Introduction
OpenStint is a lap timing solution for radio-controlled car and boat racing. It relies on magnetic coupling (near field):
- An active transponder creates a changing magnetic field, encoding a 7-digit identifier.
- A pickup antenna (loop) detects this signal when a vehicle passes over/under it.
- Decoding the signal happens on a computer (software-defined radio).
- A radio unit (HackRF One / RTL-SDR) downconverts and digitizes the signal for the computer.
While there are many alternative technologies, this one is probably the most fitting for motorsport application:
- Reliable in practically any conditions (dirt, rain, indoor & outdoor).
- The near-field signal strength decays with the distance-cubed (R3): measures a sigle lane, adjacent or nearby lanes do not create false passings.
- The loop is super-simple: a permanent installation survives the elements and abuse for years.

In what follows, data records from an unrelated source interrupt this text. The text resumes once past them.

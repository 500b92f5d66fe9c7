//! The build run: schema, jobs, dispatch, commit, log.

use std::path::PathBuf;
use std::sync::Arc;
use std::time::{SystemTime, UNIX_EPOCH};

use tracing::{error, info, warn};

use super::error::BuildError;
use super::options::BuildOptions;
use super::result_log::ResultLog;
use crate::executor::{Dispatcher, ExecutionBackend};
use crate::grid::{ConfigError, CubeConfig};
use crate::jobs::{ChunkResult, JobGenerator};
use crate::landmask::LandMask;
use crate::storage::{create_dataset_schema, CommitOutcome, CubeStore, StorageError};

/// What a finished build did.
#[derive(Debug, Clone, PartialEq)]
pub struct RunSummary {
    /// Jobs submitted.
    pub total: usize,
    /// Jobs that wrote a composite.
    pub succeeded: usize,
    /// Jobs whose search found no scenes.
    pub no_data: usize,
    /// Jobs that exhausted their retries.
    pub failed: usize,
    /// Ocean tiles not turned into jobs.
    pub skipped_tiles: usize,
    /// `None` when the commit policy withheld the commit.
    pub commit: Option<CommitOutcome>,
    pub log_path: PathBuf,
    /// Per-job results in submission order.
    pub results: Vec<Option<ChunkResult>>,
}

impl RunSummary {
    /// Every job returned a result and the batch was committed.
    pub fn is_complete(&self) -> bool {
        self.failed == 0 && self.commit.is_some()
    }
}

fn unix_seconds() -> u64 {
    SystemTime::now()
        .duration_since(UNIX_EPOCH)
        .map(|d| d.as_secs())
        .unwrap_or(0)
}

/// Builds (or extends) the cube described by `config` in `store`.
///
/// Configuration and storage problems abort the run before any job is
/// submitted. Individual chunk failures only show up in the summary; their
/// regions are discarded from the store before it commits, and a withheld
/// commit rolls the store back.
pub async fn run_build<B: ExecutionBackend>(
    config: CubeConfig,
    store: &dyn CubeStore,
    land_mask: &dyn LandMask,
    dispatcher: &Dispatcher<B>,
    options: &BuildOptions,
) -> Result<RunSummary, BuildError> {
    config.validate()?;
    info!(
        tiles = config.num_tiles(),
        periods = config.periods().len(),
        max_jobs = config.num_jobs(),
        store = %store.kind(),
        backend = dispatcher.backend().name(),
        "Starting build"
    );

    if options.initialize {
        create_dataset_schema(store, &config)?;
    }

    let config = Arc::new(config);
    let (jobs, skipped_tiles) = {
        let mut generator =
            JobGenerator::new(Arc::clone(&config), land_mask).with_limit(options.limit);
        let jobs: Vec<_> = generator.by_ref().collect();
        (jobs, generator.skipped_tiles())
    };
    info!(
        jobs = jobs.len(),
        skipped_tiles = skipped_tiles,
        "Computed tile intersections with land mask"
    );
    if jobs.is_empty() {
        return Err(ConfigError::NoLandTiles.into());
    }

    let target = store.target(config.varname())?;
    if !target.exists() {
        return Err(StorageError::MissingArray(target.to_string()).into());
    }

    let results = dispatcher
        .dispatch(jobs.clone(), &target, options.debug, options.retries)
        .await;

    let succeeded = results
        .iter()
        .filter(|r| r.as_ref().is_some_and(|r| r.success))
        .count();
    let failed = results.iter().filter(|r| r.is_none()).count();
    let no_data = results.len() - succeeded - failed;

    let commit = if options
        .commit_policy
        .should_commit(succeeded + no_data, failed)
    {
        // A job may have written before its last attempt failed to report.
        let failed_regions: Vec<_> = jobs
            .iter()
            .zip(&results)
            .filter(|(_, result)| result.is_none())
            .map(|(job, _)| job.write_region())
            .collect();
        Some(
            store
                .discard(config.varname(), &failed_regions)
                .and_then(|_| store.commit(&format!("Processed {} chunks", jobs.len()))),
        )
    } else {
        warn!(
            policy = %options.commit_policy,
            failed = failed,
            total = results.len(),
            "Commit withheld by commit policy"
        );
        store.rollback().err().map(Err)
    };

    let log = ResultLog::new(&options.log_dir, dispatcher.backend().name(), unix_seconds());
    let log_written = log.write(&jobs, &results);

    let commit = commit.transpose()?;
    if let Err(source) = log_written {
        error!(path = %log.path().display(), error = %source, "Failed to write result log");
        return Err(BuildError::ResultLog {
            path: log.path().to_path_buf(),
            source,
        });
    }

    info!(
        total = results.len(),
        succeeded = succeeded,
        no_data = no_data,
        failed = failed,
        committed = ?commit,
        log = %log.path().display(),
        "Build finished"
    );

    Ok(RunSummary {
        total: results.len(),
        succeeded,
        no_data,
        failed,
        skipped_tiles,
        commit,
        log_path: log.path().to_path_buf(),
        results,
    })
}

- Transponders are small and easy to mount, no line-of-sight is required.
- Super-hard to tamper with.
No wonder this is the technology of choice for practially every professional event, including Formula-1. OpenStint makes this technology available for the amateur racing community.
Technical details
- 5 MHz carrier
- BPSK at 1.25 million symbols per second
- One transmission is 100-105 symbols (~80 us), the 24 bit payload protected by CRC8 and a convolutional code (K=9, r=1/2).
- RTL-SDR supports 2.5 MSPS, HackRF One supports 2.5/5/10 MSPS.